__Work instruction__.
The answer must be an exact copy of the lines from the one holding "if let Transport::Tls(s)" through the final line of the entries, and nothing else.

Collection entries
================================
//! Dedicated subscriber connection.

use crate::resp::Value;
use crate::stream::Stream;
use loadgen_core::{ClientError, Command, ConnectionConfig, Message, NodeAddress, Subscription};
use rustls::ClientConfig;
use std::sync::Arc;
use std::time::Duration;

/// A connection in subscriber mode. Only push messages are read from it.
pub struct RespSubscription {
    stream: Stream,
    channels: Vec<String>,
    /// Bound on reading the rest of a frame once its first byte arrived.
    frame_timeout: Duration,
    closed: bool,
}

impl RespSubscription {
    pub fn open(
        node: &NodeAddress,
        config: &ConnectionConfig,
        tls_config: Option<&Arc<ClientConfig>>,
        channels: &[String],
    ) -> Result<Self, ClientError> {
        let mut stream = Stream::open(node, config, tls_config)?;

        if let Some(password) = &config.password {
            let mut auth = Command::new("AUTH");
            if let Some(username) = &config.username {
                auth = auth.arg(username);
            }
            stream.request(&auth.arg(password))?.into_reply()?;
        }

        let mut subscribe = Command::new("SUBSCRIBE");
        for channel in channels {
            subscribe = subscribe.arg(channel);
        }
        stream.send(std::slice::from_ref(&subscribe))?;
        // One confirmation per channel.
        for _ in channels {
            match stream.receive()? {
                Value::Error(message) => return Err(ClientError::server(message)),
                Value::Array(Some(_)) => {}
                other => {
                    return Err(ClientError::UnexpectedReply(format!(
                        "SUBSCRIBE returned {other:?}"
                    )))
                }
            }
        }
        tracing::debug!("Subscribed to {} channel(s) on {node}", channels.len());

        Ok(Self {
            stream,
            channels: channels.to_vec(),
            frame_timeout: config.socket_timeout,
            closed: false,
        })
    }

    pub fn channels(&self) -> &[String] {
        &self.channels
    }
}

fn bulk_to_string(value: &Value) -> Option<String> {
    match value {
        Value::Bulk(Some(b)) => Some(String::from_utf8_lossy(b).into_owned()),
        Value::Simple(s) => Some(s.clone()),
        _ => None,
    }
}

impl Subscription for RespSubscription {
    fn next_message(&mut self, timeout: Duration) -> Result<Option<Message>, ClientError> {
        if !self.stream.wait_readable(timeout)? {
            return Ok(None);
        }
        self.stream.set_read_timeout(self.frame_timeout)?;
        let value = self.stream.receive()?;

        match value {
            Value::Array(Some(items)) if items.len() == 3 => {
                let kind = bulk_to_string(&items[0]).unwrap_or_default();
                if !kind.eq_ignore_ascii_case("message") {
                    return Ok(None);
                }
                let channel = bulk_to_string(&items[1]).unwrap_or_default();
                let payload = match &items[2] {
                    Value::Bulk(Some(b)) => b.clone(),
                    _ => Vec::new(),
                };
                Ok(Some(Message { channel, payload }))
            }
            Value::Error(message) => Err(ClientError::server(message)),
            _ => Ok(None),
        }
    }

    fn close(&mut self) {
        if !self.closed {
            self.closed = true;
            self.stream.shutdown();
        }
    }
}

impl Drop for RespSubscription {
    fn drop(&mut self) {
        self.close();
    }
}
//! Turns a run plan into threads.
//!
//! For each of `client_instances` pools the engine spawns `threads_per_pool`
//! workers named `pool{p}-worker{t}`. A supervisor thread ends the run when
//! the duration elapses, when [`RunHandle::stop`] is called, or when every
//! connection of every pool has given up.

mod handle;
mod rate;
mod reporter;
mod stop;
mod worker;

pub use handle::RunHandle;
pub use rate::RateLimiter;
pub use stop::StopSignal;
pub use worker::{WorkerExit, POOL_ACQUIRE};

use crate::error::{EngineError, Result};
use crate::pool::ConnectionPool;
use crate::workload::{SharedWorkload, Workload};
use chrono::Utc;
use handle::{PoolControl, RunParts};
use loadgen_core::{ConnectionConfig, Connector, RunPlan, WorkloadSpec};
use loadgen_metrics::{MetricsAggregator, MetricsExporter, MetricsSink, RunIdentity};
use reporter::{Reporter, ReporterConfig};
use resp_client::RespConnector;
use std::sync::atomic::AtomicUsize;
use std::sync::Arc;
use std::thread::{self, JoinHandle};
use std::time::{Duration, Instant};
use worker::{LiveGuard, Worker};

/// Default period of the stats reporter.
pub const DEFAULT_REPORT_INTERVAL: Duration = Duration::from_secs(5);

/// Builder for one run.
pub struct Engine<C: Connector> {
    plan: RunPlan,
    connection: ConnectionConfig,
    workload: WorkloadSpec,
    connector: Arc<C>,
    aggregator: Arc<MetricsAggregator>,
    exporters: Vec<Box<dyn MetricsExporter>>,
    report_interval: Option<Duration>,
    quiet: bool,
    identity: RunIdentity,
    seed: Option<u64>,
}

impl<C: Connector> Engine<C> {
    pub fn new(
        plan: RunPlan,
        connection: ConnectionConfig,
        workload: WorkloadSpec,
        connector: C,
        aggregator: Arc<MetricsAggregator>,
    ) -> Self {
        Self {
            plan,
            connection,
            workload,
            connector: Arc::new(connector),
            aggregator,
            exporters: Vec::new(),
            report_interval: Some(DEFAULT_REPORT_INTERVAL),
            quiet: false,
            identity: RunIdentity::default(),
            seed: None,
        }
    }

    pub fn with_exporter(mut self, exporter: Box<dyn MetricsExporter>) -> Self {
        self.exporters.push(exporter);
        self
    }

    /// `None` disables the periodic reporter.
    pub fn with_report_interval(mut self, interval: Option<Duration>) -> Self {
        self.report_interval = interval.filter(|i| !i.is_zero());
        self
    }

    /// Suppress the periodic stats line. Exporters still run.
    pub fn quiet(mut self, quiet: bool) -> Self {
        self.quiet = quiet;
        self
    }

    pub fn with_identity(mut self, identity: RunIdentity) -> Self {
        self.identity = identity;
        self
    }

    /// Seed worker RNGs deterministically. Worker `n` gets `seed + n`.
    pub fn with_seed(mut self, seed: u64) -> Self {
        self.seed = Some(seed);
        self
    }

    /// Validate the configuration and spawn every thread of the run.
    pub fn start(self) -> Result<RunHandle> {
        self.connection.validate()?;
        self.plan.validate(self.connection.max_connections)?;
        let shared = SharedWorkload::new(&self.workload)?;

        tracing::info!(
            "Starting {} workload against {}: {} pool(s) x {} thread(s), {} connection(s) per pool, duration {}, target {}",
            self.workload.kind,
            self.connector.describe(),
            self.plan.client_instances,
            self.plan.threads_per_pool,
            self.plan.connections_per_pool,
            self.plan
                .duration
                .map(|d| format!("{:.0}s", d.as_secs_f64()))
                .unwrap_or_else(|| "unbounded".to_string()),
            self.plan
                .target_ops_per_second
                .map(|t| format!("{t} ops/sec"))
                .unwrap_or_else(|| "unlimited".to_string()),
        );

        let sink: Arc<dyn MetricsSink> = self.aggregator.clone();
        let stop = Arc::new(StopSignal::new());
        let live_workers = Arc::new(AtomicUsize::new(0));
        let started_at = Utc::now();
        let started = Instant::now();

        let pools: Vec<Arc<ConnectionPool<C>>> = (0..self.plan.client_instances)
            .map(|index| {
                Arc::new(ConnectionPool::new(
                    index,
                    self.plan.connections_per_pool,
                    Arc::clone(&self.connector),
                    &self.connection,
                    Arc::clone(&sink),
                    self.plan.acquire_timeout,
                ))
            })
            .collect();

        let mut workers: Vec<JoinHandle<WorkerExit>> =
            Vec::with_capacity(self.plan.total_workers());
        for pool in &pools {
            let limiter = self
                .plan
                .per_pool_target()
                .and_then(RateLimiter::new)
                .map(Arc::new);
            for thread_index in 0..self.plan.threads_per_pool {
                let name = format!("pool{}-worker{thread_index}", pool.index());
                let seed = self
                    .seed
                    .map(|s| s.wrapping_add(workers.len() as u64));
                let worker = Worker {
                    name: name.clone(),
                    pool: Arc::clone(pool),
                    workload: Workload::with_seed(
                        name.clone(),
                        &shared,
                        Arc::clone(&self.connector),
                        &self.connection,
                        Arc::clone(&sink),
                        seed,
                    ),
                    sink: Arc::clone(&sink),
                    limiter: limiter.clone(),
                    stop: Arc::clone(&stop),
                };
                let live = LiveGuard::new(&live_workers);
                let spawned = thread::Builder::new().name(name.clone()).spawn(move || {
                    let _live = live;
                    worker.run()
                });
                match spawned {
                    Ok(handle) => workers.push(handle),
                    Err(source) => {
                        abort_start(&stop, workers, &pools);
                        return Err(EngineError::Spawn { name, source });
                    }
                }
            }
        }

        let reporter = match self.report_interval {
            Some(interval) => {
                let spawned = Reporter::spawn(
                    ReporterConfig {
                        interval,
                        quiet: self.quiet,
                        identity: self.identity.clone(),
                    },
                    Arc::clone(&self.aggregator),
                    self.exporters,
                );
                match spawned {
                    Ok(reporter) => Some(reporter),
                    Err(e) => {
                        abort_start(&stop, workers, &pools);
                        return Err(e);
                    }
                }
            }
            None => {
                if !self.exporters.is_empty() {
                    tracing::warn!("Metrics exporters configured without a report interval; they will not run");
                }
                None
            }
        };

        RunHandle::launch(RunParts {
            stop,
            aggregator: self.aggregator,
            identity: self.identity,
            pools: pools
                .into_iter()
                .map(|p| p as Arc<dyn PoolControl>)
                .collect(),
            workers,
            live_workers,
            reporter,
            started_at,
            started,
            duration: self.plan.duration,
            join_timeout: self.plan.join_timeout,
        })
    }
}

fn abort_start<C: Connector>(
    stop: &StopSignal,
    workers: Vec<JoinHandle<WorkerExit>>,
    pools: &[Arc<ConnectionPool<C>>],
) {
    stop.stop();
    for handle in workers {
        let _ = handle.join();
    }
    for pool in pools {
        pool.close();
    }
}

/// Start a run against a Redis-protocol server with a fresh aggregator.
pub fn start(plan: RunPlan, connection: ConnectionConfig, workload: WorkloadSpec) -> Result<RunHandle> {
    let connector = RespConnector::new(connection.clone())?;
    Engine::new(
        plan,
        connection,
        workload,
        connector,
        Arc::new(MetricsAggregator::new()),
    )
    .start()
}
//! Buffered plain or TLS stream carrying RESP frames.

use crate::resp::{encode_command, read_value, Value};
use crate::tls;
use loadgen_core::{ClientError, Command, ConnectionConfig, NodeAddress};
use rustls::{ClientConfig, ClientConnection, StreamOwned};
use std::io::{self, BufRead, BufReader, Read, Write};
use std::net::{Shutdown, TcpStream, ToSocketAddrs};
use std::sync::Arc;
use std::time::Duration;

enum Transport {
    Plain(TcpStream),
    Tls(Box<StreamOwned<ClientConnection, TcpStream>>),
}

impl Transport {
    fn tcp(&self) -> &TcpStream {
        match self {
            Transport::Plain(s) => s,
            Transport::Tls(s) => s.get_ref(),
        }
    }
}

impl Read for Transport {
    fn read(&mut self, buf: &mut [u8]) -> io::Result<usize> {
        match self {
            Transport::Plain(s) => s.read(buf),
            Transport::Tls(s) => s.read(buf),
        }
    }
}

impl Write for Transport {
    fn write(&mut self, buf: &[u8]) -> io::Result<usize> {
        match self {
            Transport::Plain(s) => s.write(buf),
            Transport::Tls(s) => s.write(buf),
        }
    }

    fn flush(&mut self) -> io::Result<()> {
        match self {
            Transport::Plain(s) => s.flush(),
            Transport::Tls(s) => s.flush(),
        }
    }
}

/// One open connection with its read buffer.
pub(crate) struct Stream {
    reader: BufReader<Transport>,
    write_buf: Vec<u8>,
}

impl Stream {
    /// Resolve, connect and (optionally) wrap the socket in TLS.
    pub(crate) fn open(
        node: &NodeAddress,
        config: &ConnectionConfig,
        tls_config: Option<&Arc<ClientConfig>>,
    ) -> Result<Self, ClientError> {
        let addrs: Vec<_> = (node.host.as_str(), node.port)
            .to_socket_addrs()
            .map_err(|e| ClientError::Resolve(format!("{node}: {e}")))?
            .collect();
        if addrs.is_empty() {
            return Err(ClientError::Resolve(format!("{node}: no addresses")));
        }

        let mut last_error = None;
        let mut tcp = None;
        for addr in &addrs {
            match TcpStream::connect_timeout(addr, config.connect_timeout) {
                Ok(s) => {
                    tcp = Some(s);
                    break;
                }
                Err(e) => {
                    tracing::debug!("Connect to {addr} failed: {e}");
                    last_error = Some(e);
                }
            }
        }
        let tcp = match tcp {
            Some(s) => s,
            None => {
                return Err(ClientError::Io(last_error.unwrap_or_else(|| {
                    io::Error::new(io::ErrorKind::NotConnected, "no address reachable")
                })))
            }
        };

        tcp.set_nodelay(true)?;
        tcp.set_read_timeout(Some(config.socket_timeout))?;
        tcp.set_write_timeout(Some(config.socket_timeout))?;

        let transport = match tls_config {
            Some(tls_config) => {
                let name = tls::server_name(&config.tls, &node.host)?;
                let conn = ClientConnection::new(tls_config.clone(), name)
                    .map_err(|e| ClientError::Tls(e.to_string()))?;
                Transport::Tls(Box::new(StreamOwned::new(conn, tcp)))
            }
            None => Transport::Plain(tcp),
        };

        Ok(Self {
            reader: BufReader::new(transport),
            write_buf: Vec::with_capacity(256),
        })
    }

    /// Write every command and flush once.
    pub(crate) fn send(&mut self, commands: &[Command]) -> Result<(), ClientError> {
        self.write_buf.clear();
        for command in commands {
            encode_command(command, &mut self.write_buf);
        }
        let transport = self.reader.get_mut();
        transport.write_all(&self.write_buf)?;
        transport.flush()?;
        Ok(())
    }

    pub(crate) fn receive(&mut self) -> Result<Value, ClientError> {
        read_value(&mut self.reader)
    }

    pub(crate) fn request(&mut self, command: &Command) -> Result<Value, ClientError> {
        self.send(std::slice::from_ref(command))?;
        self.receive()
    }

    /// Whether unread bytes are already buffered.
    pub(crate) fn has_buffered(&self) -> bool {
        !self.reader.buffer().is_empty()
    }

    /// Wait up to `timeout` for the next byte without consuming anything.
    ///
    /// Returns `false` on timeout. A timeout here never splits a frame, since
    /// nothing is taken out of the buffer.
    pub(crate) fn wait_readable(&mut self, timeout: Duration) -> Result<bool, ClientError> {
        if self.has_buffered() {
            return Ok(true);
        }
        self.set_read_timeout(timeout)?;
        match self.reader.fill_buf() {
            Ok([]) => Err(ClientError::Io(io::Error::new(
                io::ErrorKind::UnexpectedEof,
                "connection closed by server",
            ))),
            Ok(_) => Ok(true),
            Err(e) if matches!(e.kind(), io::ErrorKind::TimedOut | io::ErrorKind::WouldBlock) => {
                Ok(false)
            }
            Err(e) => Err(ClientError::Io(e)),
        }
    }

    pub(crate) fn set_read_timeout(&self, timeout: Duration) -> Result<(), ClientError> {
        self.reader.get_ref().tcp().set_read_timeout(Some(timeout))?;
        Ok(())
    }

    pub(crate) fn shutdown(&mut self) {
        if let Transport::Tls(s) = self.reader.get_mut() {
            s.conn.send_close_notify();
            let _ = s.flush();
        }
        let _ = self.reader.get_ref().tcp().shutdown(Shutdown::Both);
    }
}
================================
__Exercise result__.
        if let Transport::Tls(s) = self.reader.get_mut() {
            s.conn.send_close_notify();
            let _ = s.flush();
        }
        let _ = self.reader.get_ref().tcp().shutdown(Shutdown::Both);
    }
}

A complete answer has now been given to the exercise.